Trump Could Face Jail Over Alleged Tax Affairs, Watergate Prosecutor Claims

Donald Trump could face jail over his tax affairs if he is not re-elected in November, former Watergate prosecutor Nick Akerman has claimed.

The renowned lawyer said the president and his daughter, Ivanka Trump, could face up to five years in prison for a "whole series of activities that could qualify as tax fraud, not tax avoidance."

Trump and his legal team have strenuously denied claims made in an investigation by the New York Times that the president paid no federal income taxes in 10 of the previous 15 years and just $750 in federal income taxes in the two most recent years of the newspaper's probe—2016 and 2017.

The Times has not released the records it obtained in order to protect its sources.

Among the report's findings was that Trump's golf courses lost massive amounts of money, which helped lower his tax bill.

Trump dismissed the story as "fake news" while his lawyer, Alan Garten, said the Times article was "riddled with gross inaccuracies."

Garten said: "Over the past decade the president has paid tens of millions of dollars in personal taxes to the federal government."

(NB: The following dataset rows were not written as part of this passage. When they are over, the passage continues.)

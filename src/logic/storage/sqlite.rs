//! SQLite decision store
//!
//! RULE: Only this file talks to the database.
//! Results and contexts are stored as JSON next to a few indexed columns.

use std::path::Path;

use parking_lot::Mutex;
use rusqlite::{params, Connection, OptionalExtension};

use crate::error::StorageResult;

use super::store::DecisionStore;
use super::types::{DecisionRecord, OutcomeRecord};

const SCHEMA: &str = "
CREATE TABLE IF NOT EXISTS decisions (
    transaction_id TEXT PRIMARY KEY,
    vertical       TEXT NOT NULL,
    decision       TEXT NOT NULL,
    final_score    INTEGER NOT NULL,
    degraded       INTEGER NOT NULL,
    fingerprint    TEXT NOT NULL,
    record_json    TEXT NOT NULL,
    recorded_at    TEXT NOT NULL
);
CREATE INDEX IF NOT EXISTS idx_decisions_vertical ON decisions (vertical, recorded_at);

CREATE TABLE IF NOT EXISTS outcomes (
    transaction_id TEXT PRIMARY KEY,
    vertical       TEXT NOT NULL,
    actual_fraud   INTEGER NOT NULL,
    record_json    TEXT NOT NULL,
    recorded_at    TEXT NOT NULL
);
CREATE INDEX IF NOT EXISTS idx_outcomes_vertical ON outcomes (vertical);
";

pub struct SqliteStore {
    conn: Mutex<Connection>,
}

impl SqliteStore {
    /// Open (or create) the database at `path`
    pub fn open(path: &Path) -> StorageResult<Self> {
        if let Some(parent) = path.parent() {
            if !parent.as_os_str().is_empty() {
                std::fs::create_dir_all(parent)?;
            }
        }
        let conn = Connection::open(path)?;
        conn.execute_batch("PRAGMA journal_mode=WAL;")?;
        Self::with_connection(conn)
    }

    pub fn in_memory() -> StorageResult<Self> {
        Self::with_connection(Connection::open_in_memory()?)
    }

    fn with_connection(conn: Connection) -> StorageResult<Self> {
        conn.execute_batch(SCHEMA)?;
        Ok(Self {
            conn: Mutex::new(conn),
        })
    }
}

impl DecisionStore for SqliteStore {
    fn save_decision(&self, record: &DecisionRecord) -> StorageResult<()> {
        let json = serde_json::to_string(record)?;
        self.conn.lock().execute(
            "INSERT OR REPLACE INTO decisions
             (transaction_id, vertical, decision, final_score, degraded, fingerprint, record_json, recorded_at)
             VALUES (?1, ?2, ?3, ?4, ?5, ?6, ?7, ?8)",
            params![
                record.result.transaction_id,
                record.result.vertical,
                record.result.decision.as_str(),
                record.result.final_score,
                record.result.degraded,
                record.context_fingerprint,
                json,
                record.recorded_at.to_rfc3339(),
            ],
        )?;
        Ok(())
    }

    fn get_decision(&self, transaction_id: &str) -> StorageResult<Option<DecisionRecord>> {
        let json: Option<String> = self
            .conn
            .lock()
            .query_row(
                "SELECT record_json FROM decisions WHERE transaction_id = ?1",
                params![transaction_id],
                |row| row.get(0),
            )
            .optional()?;

        match json {
            Some(json) => Ok(Some(serde_json::from_str(&json)?)),
            None => Ok(None),
        }
    }

    fn save_outcome(&self, outcome: &OutcomeRecord) -> StorageResult<()> {
        let json = serde_json::to_string(outcome)?;
        self.conn.lock().execute(
            "INSERT OR REPLACE INTO outcomes (transaction_id, vertical, actual_fraud, record_json, recorded_at)
             VALUES (?1, ?2, ?3, ?4, ?5)",
            params![
                outcome.transaction_id,
                outcome.vertical,
                outcome.actual_fraud,
                json,
                outcome.recorded_at.to_rfc3339(),
            ],
        )?;
        Ok(())
    }

    fn outcomes(&self, vertical: Option<&str>) -> StorageResult<Vec<OutcomeRecord>> {
        let conn = self.conn.lock();
        let mut stmt = conn.prepare(
            "SELECT record_json FROM outcomes
             WHERE ?1 IS NULL OR vertical = ?1
             ORDER BY transaction_id ASC",
        )?;
        let rows = stmt
            .query_map(params![vertical], |row| row.get::<_, String>(0))?
            .collect::<Result<Vec<_>, _>>()?;

        rows.iter()
            .map(|json| serde_json::from_str(json).map_err(Into::into))
            .collect()
    }

    fn decision_count(&self) -> StorageResult<u64> {
        let count: i64 = self
            .conn
            .lock()
            .query_row("SELECT COUNT(*) FROM decisions", [], |row| row.get(0))?;
        Ok(count.max(0) as u64)
    }
}
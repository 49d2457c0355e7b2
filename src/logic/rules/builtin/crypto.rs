//! Crypto exchange rules

use crate::error::RuleError;
use crate::logic::context::{fields, TransactionContext};
use crate::logic::rules::types::{Rule, RuleCategory, RuleHit, RuleMeta, Severity};

pub fn rules() -> Vec<Rule> {
    vec![
        Rule::native(
            RuleMeta::new("NEW_WALLET_WITHDRAWAL", "Withdrawal To New Wallet", RuleCategory::Crypto, Severity::High, 30)
                .describe("Withdrawal to a destination wallet younger than one day")
                .for_verticals(&["crypto"]),
            new_wallet_withdrawal,
        ),
        Rule::native(
            RuleMeta::new("MIXER_DESTINATION", "Mixer Destination", RuleCategory::Crypto, Severity::Critical, 45)
                .describe("Destination wallet is attributed to a mixing service")
                .for_verticals(&["crypto"]),
            mixer_destination,
        ),
        Rule::native(
            RuleMeta::new("RAPID_DEPOSIT_WITHDRAWAL", "Rapid Deposit-Withdrawal", RuleCategory::Crypto, Severity::High, 25)
                .describe("Withdrawal within 30 minutes of the last deposit")
                .for_verticals(&["crypto"]),
            rapid_deposit_withdrawal,
        ),
    ]
}

fn is_withdrawal(ctx: &TransactionContext) -> Result<bool, RuleError> {
    Ok(ctx
        .text(fields::TRANSACTION_TYPE)?
        .map_or(false, |t| t.eq_ignore_ascii_case("withdrawal")))
}

fn new_wallet_withdrawal(ctx: &TransactionContext) -> Result<Option<RuleHit>, RuleError> {
    if !is_withdrawal(ctx)? {
        return Ok(None);
    }
    match ctx.num(fields::DESTINATION_WALLET_AGE_DAYS)? {
        Some(age) if age < 1.0 => Ok(Some(
            RuleHit::new(0.75, format!("Destination wallet is {:.1} hours old", age * 24.0))
                .with_meta("destination_wallet_age_days", age),
        )),
        _ => Ok(None),
    }
}

fn mixer_destination(ctx: &TransactionContext) -> Result<Option<RuleHit>, RuleError> {
    Ok(ctx
        .is_true(fields::DESTINATION_WALLET_MIXER)?
        .then(|| RuleHit::new(0.95, "Funds sent to a mixing service")))
}

fn rapid_deposit_withdrawal(ctx: &TransactionContext) -> Result<Option<RuleHit>, RuleError> {
    if !is_withdrawal(ctx)? {
        return Ok(None);
    }
    match ctx.num(fields::MINUTES_SINCE_LAST_DEPOSIT)? {
        Some(minutes) if (0.0..30.0).contains(&minutes) => Ok(Some(
            RuleHit::new(0.7, format!("Withdrawal {:.0} minutes after deposit", minutes))
                .with_meta("minutes_since_last_deposit", minutes),
        )),
        _ => Ok(None),
    }
}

However Akerman, a partner at law firm Dorsey & Whitney, who served as a member of the Watergate prosecution team investigating Richard Nixon, said there was activity alleged in the Times report that could result in a criminal conviction.

trump family event
President Donald Trump delivers his acceptance speech for the Republican presidential nomination as son-in-law and senior advisor Jared Kushner and children Eric and Ivanka Trump look on at the White House August 27, 2020 in Washington, D.C. The president has dismissed claims relating to his tax affairs as "fake news." Alex Wong/Getty Images

Speaking to CNN host Erin Burnett, Akerman said: "It looks like Trump has done a whole series of activities that could qualify as tax fraud, not tax avoidance. This is a very important distinction. The New York Times headline read 'Trump's Tax Avoidance,' but there is a key difference with tax fraud.

"Tax avoidance is simply taking the tax code and getting the most deductions you can get under the code that is perfectly legal. Tax fraud, however, is lying about what your income was, lying about what your deductions are, and there's a couple of items that just stand out in that report from the New York Times that really appear to go beyond tax avoidance.

"The most glaring one is this one on the consulting fees. Some $747,622 that the New York Times was able to tie into payments that went to Trump's daughter, Ivanka. There is no legitimate reason for her to get those consulting fees since she was being paid already as a Trump employee.

"The only possible reason for doing this was to somehow move money around so that it wouldn't be taxed to Donald Trump but would in effect go on Ivanka Trump's tax return, who probably had certain losses that she could take against it. So in the end, the government gets zero dollars."

Asked by Burnett if he thought Trump could end up going to jail if he wasn't re-elected, Akerman said:

"No question about it, and his daughter could go to jail too. Tax evasion is a five-year felony, it is a pretty serious crime and the more money that is stolen the longer you go to jail for."

The president's former lawyer Michael Cohen, echoed those claims, telling MSNBC's Joshua Johnson that Trump "may actually be the first president to go from the White House to prison. And I don't think he's by himself too."

Tim Murtaugh, director of communications for the Trump 2020 campaign, told Newsweek: "Trump Derangement Syndrome is real and Nick Akerman is displaying all the symptoms. Not even the bogus New York Times story alleges the president did anything wrong."